[Note 34: ][ (retour) ] Concile de Carthage, IV, c. 16.

[Note 35: ][ (retour) ] Tiraboschi, ubi supra.

[Note 36: ][ (retour) ] Ep. XXI, édition de Vérone.

[Note 37: ][ (retour) ] Tiraboschi, loc. cit.

Lui-même, insiste-t-on, nomme et cite souvent les auteurs profanes [38]. Fort bien; mais dans quel esprit?

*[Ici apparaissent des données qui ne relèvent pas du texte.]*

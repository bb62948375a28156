//! Tracing subscriber setup for hosts embedding the runtime.

use thiserror::Error;
use tracing_subscriber::filter::EnvFilter;
use tracing_subscriber::layer::{Layer, SubscriberExt};
use tracing_subscriber::util::SubscriberInitExt;
use tracing_subscriber::Registry;

use crate::config::{LogFormat, LoggingConfig};

#[derive(Debug, Error)]
pub enum LoggingError {
    #[error("Invalid log filter {0:?}: {1}")]
    InvalidFilter(String, String),

    #[error("Failed to install tracing subscriber: {0}")]
    Install(String),
}

/// Filter from `RUST_LOG` if set, else from the configured level.
pub fn filter_for(config: &LoggingConfig) -> Result<EnvFilter, LoggingError> {
    EnvFilter::try_from_default_env().or_else(|_| {
        EnvFilter::try_new(&config.level)
            .map_err(|e| LoggingError::InvalidFilter(config.level.clone(), e.to_string()))
    })
}

/// Install a global fmt subscriber writing to stderr.
///
/// Fails if a global subscriber is already set.
pub fn init_tracing(config: &LoggingConfig) -> Result<(), LoggingError> {
    let filter = filter_for(config)?;

    let layer: Box<dyn Layer<Registry> + Send + Sync> = match (config.format, config.timestamps) {
        (LogFormat::Json, true) => tracing_subscriber::fmt::layer()
            .json()
            .with_writer(std::io::stderr)
            .boxed(),
        (LogFormat::Json, false) => tracing_subscriber::fmt::layer()
            .json()
            .without_time()
            .with_writer(std::io::stderr)
            .boxed(),
        (LogFormat::Text, true) => tracing_subscriber::fmt::layer()
            .with_writer(std::io::stderr)
            .boxed(),
        (LogFormat::Text, false) => tracing_subscriber::fmt::layer()
            .without_time()
            .with_writer(std::io::stderr)
            .boxed(),
    };

    tracing_subscriber::registry()
        .with(layer.with_filter(filter))
        .try_init()
        .map_err(|e| LoggingError::Install(e.to_string()))?;

    tracing::debug!(level = %config.level, format = ?config.format, "tracing initialized");
    Ok(())
}

#[cfg(test)]
mod tests {
    use super::*;

    #[test]
    fn default_level_builds_a_filter() {
        assert!(filter_for(&LoggingConfig::default()).is_ok());
    }

    #[test]
    fn second_install_fails() {
        let config = LoggingConfig {
            format: LogFormat::Json,
            timestamps: false,
            ..Default::default()
        };
        // Another test binary thread may have won the race; either way at
        // most one install succeeds.
        let first = init_tracing(&config);
        let second = init_tracing(&config);
        assert!(first.is_err() || second.is_err());
        assert!(matches!(second, Err(LoggingError::Install(_))));
    }
}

Jugeons-en par un autre passage où il dit: «Que s'il est forcé quelquefois à se rappeler les études profanes qu'il avait abandonnées, ce n'est pas de sa propre volonté, mais, pour ainsi dire, par la nécessité seule, et pour montrer que les choses prédites, il y a plusieurs siècles par les prophètes, se trouvent aussi dans les livres des Grecs, des Latins et des autres nations [39]». Ce passage, et plusieurs autres pareils qu'on y pourrait joindre, prouvent bien, il est vrai, que la lecture des écrivains profanes n'était pas entièrement défendue aux chrétiens, et qu'on voulait seulement qu'ils ne s'y livrassent que pour en découvrir et en réfuter les erreurs, et pour faire éclater en opposition les vérités du christianisme [40]. Mais ou je me trompe fort, ou de pareils traits établissent dans toute leur force les reproches qu'on a voulu combattre, laissent sans réponse les objections, et font toucher au doigt le mal qu'on a voulu cacher.

[Note 38: ][ (retour) ] Id. ibid.

[Note 39: ][ (retour) ] Proleg. in Daniel.

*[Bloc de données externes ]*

//! Time sources and the wake-up facility windows use for proactive expiry.
//!
//! A window never sleeps or spawns anything itself. It asks a [`Scheduler`]
//! to call it back at a deadline and receives that call later through
//! [`HybridWindow::on_wakeup`](crate::window::HybridWindow::on_wakeup). Every
//! request carries a [`WakeupToken`]; bumping the window's generation turns
//! all outstanding tokens into no-ops, which is how teardown and restore cancel
//! callbacks that are already in flight.

use std::sync::atomic::{AtomicI64, Ordering};
use std::sync::Arc;
use std::time::Duration;

use vispar_core::EventTime;

/// Source of the current time in milliseconds.
pub trait Clock: Send + Sync {
    fn now(&self) -> EventTime;

    /// Tokio instant at which this clock is expected to read `at`.
    /// Deadlines in the past map to the present.
    fn instant_at(&self, at: EventTime) -> tokio::time::Instant {
        let ahead = at.saturating_sub(self.now()).max(0) as u64;
        tokio::time::Instant::now() + Duration::from_millis(ahead)
    }
}

impl<C: Clock + ?Sized> Clock for Arc<C> {
    fn now(&self) -> EventTime {
        (**self).now()
    }

    fn instant_at(&self, at: EventTime) -> tokio::time::Instant {
        (**self).instant_at(at)
    }
}

/// Wall-clock milliseconds since the Unix epoch.
#[derive(Debug, Clone, Copy, Default)]
pub struct SystemClock;

impl Clock for SystemClock {
    fn now(&self) -> EventTime {
        chrono::Utc::now().timestamp_millis()
    }
}

/// A clock that only moves when told to. Used for replay and tests.
#[derive(Debug, Default)]
pub struct ManualClock {
    now: AtomicI64,
}

impl ManualClock {
    pub fn new(start: EventTime) -> Self {
        Self {
            now: AtomicI64::new(start),
        }
    }

    pub fn set(&self, now: EventTime) {
        self.now.store(now, Ordering::SeqCst);
    }

    pub fn advance(&self, millis: i64) -> EventTime {
        self.now.fetch_add(millis, Ordering::SeqCst) + millis
    }
}

impl Clock for ManualClock {
    fn now(&self) -> EventTime {
        self.now.load(Ordering::SeqCst)
    }
}

/// Milliseconds measured on tokio's monotonic clock from a fixed base.
///
/// Follows `tokio::time::pause`, so timer-driven expiry can be tested
/// without real sleeps.
#[derive(Debug, Clone, Copy)]
pub struct TokioClock {
    origin: tokio::time::Instant,
    base: EventTime,
}

impl TokioClock {
    pub fn new(base: EventTime) -> Self {
        Self {
            origin: tokio::time::Instant::now(),
            base,
        }
    }
}

impl Default for TokioClock {
    fn default() -> Self {
        Self::new(0)
    }
}

impl Clock for TokioClock {
    fn now(&self) -> EventTime {
        self.base + self.origin.elapsed().as_millis() as EventTime
    }

    /// Exact: the instant is derived from the origin, not from `now`.
    fn instant_at(&self, at: EventTime) -> tokio::time::Instant {
        let offset = at.saturating_sub(self.base).max(0) as u64;
        self.origin + Duration::from_millis(offset)
    }
}

/// Identifies which incarnation of a window a wake-up was requested by.
#[derive(Debug, Clone, Copy, PartialEq, Eq, Hash)]
pub struct WakeupToken {
    pub generation: u64,
}

/// A request for exactly one future `tick`.
#[derive(Debug, Clone, Copy, PartialEq, Eq)]
pub struct Wakeup {
    pub at: EventTime,
    pub token: WakeupToken,
}

/// "Wake me at T": delivers one callback per request.
pub trait Scheduler: Send {
    fn notify_at(&mut self, wakeup: Wakeup);
}

/// Collects requests instead of acting on them.
#[derive(Debug, Default)]
pub struct RecordingScheduler {
    pub requests: Vec<Wakeup>,
}

impl RecordingScheduler {
    pub fn new() -> Self {
        Self::default()
    }

    pub fn last(&self) -> Option<Wakeup> {
        self.requests.last().copied()
    }

    pub fn take(&mut self) -> Vec<Wakeup> {
        std::mem::take(&mut self.requests)
    }
}

impl Scheduler for RecordingScheduler {
    fn notify_at(&mut self, wakeup: Wakeup) {
        self.requests.push(wakeup);
    }
}

/// Drops every request. For callers that drive `tick` themselves.
#[derive(Debug, Default, Clone, Copy)]
pub struct NoopScheduler;

impl Scheduler for NoopScheduler {
    fn notify_at(&mut self, _wakeup: Wakeup) {}
}
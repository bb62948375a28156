//! Runtime values for sensor attributes

use serde::{Deserialize, Serialize};
use std::fmt;

/// Runtime value
#[derive(Debug, Clone, PartialEq, Serialize, Deserialize, Default)]
#[serde(untagged)]
pub enum Value {
    #[default]
    Null,
    Bool(bool),
    Int(i64),
    Float(f64),
    Str(String),
}

impl Value {
    pub fn type_name(&self) -> &'static str {
        match self {
            Value::Null => "null",
            Value::Bool(_) => "bool",
            Value::Int(_) => "int",
            Value::Float(_) => "float",
            Value::Str(_) => "str",
        }
    }

    pub fn is_null(&self) -> bool {
        matches!(self, Value::Null)
    }

    /// Integer view. Unlike [`Value::as_float`] this never truncates a float:
    /// integral operators must not silently coerce their inputs.
    pub fn as_int(&self) -> Option<i64> {
        match self {
            Value::Int(n) => Some(*n),
            _ => None,
        }
    }

    pub fn as_float(&self) -> Option<f64> {
        match self {
            Value::Float(n) => Some(*n),
            Value::Int(n) => Some(*n as f64),
            _ => None,
        }
    }

    pub fn as_str(&self) -> Option<&str> {
        match self {
            Value::Str(s) => Some(s),
            _ => None,
        }
    }

    pub fn as_bool(&self) -> Option<bool> {
        match self {
            Value::Bool(b) => Some(*b),
            _ => None,
        }
    }
}

impl fmt::Display for Value {
    fn fmt(&self, f: &mut fmt::Formatter<'_>) -> fmt::Result {
        match self {
            Value::Null => write!(f, "null"),
            Value::Bool(b) => write!(f, "{}", b),
            Value::Int(n) => write!(f, "{}", n),
            Value::Float(n) => write!(f, "{}", n),
            Value::Str(s) => write!(f, "\"{}\"", s),
        }
    }
}

impl From<bool> for Value {
    fn from(b: bool) -> Self {
        Value::Bool(b)
    }
}

impl From<i64> for Value {
    fn from(n: i64) -> Self {
        Value::Int(n)
    }
}

impl From<i32> for Value {
    fn from(n: i32) -> Self {
        Value::Int(i64::from(n))
    }
}

impl From<f64> for Value {
    fn from(n: f64) -> Self {
        Value::Float(n)
    }
}

impl From<String> for Value {
    fn from(s: String) -> Self {
        Value::Str(s)
    }
}

impl From<&str> for Value {
    fn from(s: &str) -> Self {
        Value::Str(s.to_string())
    }
}

impl<T: Into<Value>> From<Option<T>> for Value {
    fn from(o: Option<T>) -> Self {
        match o {
            Some(v) => v.into(),
            None => Value::Null,
        }
    }
}
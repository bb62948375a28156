//! Vispar Runtime - stateful stream operators for sensor pattern matching
//!
//! Operators are built once through the [`OperatorRegistry`], which validates
//! their arguments, and then driven per event by the host engine:
//!
//! - [`window::HybridWindow`]: sliding window bounded by count and age, with
//!   proactive expiry through a [`clock::Scheduler`]
//! - [`aggregation`]: incremental string min/max/median-pick/concat and an
//!   event counter
//! - [`correlator`]: rising-edge AND over two integral inputs, and a
//!   null-aware string comparator
//! - [`actor`]: a tokio task that owns one window and its expiry timer
//!
//! Every operator snapshots into a versioned [`persistence::OperatorCheckpoint`].

pub mod actor;
pub mod aggregation;
pub mod clock;
pub mod config;
pub mod correlator;
pub mod error;
pub mod event;
pub mod logging;
pub mod persistence;
pub mod registry;
pub mod window;

pub use actor::{WindowActor, WindowHandle};
pub use aggregation::{
    EventCounter, IncrementalAggregator, StringConcatenator, StringMaximum, StringMedianPick,
    StringMinimum,
};
pub use clock::{Clock, ManualClock, RecordingScheduler, Scheduler, SystemClock, TokioClock};
pub use config::RuntimeConfig;
pub use correlator::{RisingEdgeCorrelator, StringComparator};
pub use error::{ConfigError, OperatorError, StateError};
pub use event::{Event, EventKind};
pub use logging::init_tracing;
pub use persistence::{Checkpointable, OperatorCheckpoint, CHECKPOINT_VERSION};
pub use registry::{Operator, OperatorArg, OperatorRegistry};
pub use window::{Admission, HybridWindow};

[Note 40: ][ (retour) ] Tirab. loc. cit.

On ne sait que trop quels furent dans ce siècle même, les funestes effets d'un faux zèle que la religion désavoue aujourd'hui. La destruction générale des temples du paganisme n'entraîna pas seulement la perte à jamais déplorable d'édifices, où le génie des arts avait prodigué ses merveilles: les collections de livres se trouvaient ordinairement placées, aussi bien que les statues, dans l'intérieur ou le voisinage des temples, et périssaient avec eux. Le sort de la bibliothèque d'Alexandrie est connu. Un patriarche fanatique, Théophile, appela sur le temple de Sérapis les rigueurs du crédule Théodose; le temple fut abattu, la riche bibliothèque qu'il renfermait fut détruite. Orose, qui était chrétien, atteste avoir trouvé, vingt ans après, absolument vides les armoires et les caisses qui contenaient des livres dans les temples d'Alexandrie; et c'étaient, de son aveu, ses contemporains qui les avaient détruits [41]. Enfin la barbarie de Théophile, dont on parle peu, ne laissa presque rien à faire, plusieurs siècles après, à celle des Sarrazins, dont on a fait tant de bruit. On ne peut douter que ces ravages ne se soient étendus partout où s'exerçait le même zèle, et que les expéditions destructives de l'évêque Marcel contre les temples de Syrie [42], de l'évêque Martin contre les temples des Gaules [43], et de tant d'autres, n'aient eu les mêmes effets.

[Note 41: ][ (retour) ] Orose, lib. VI, c. 15.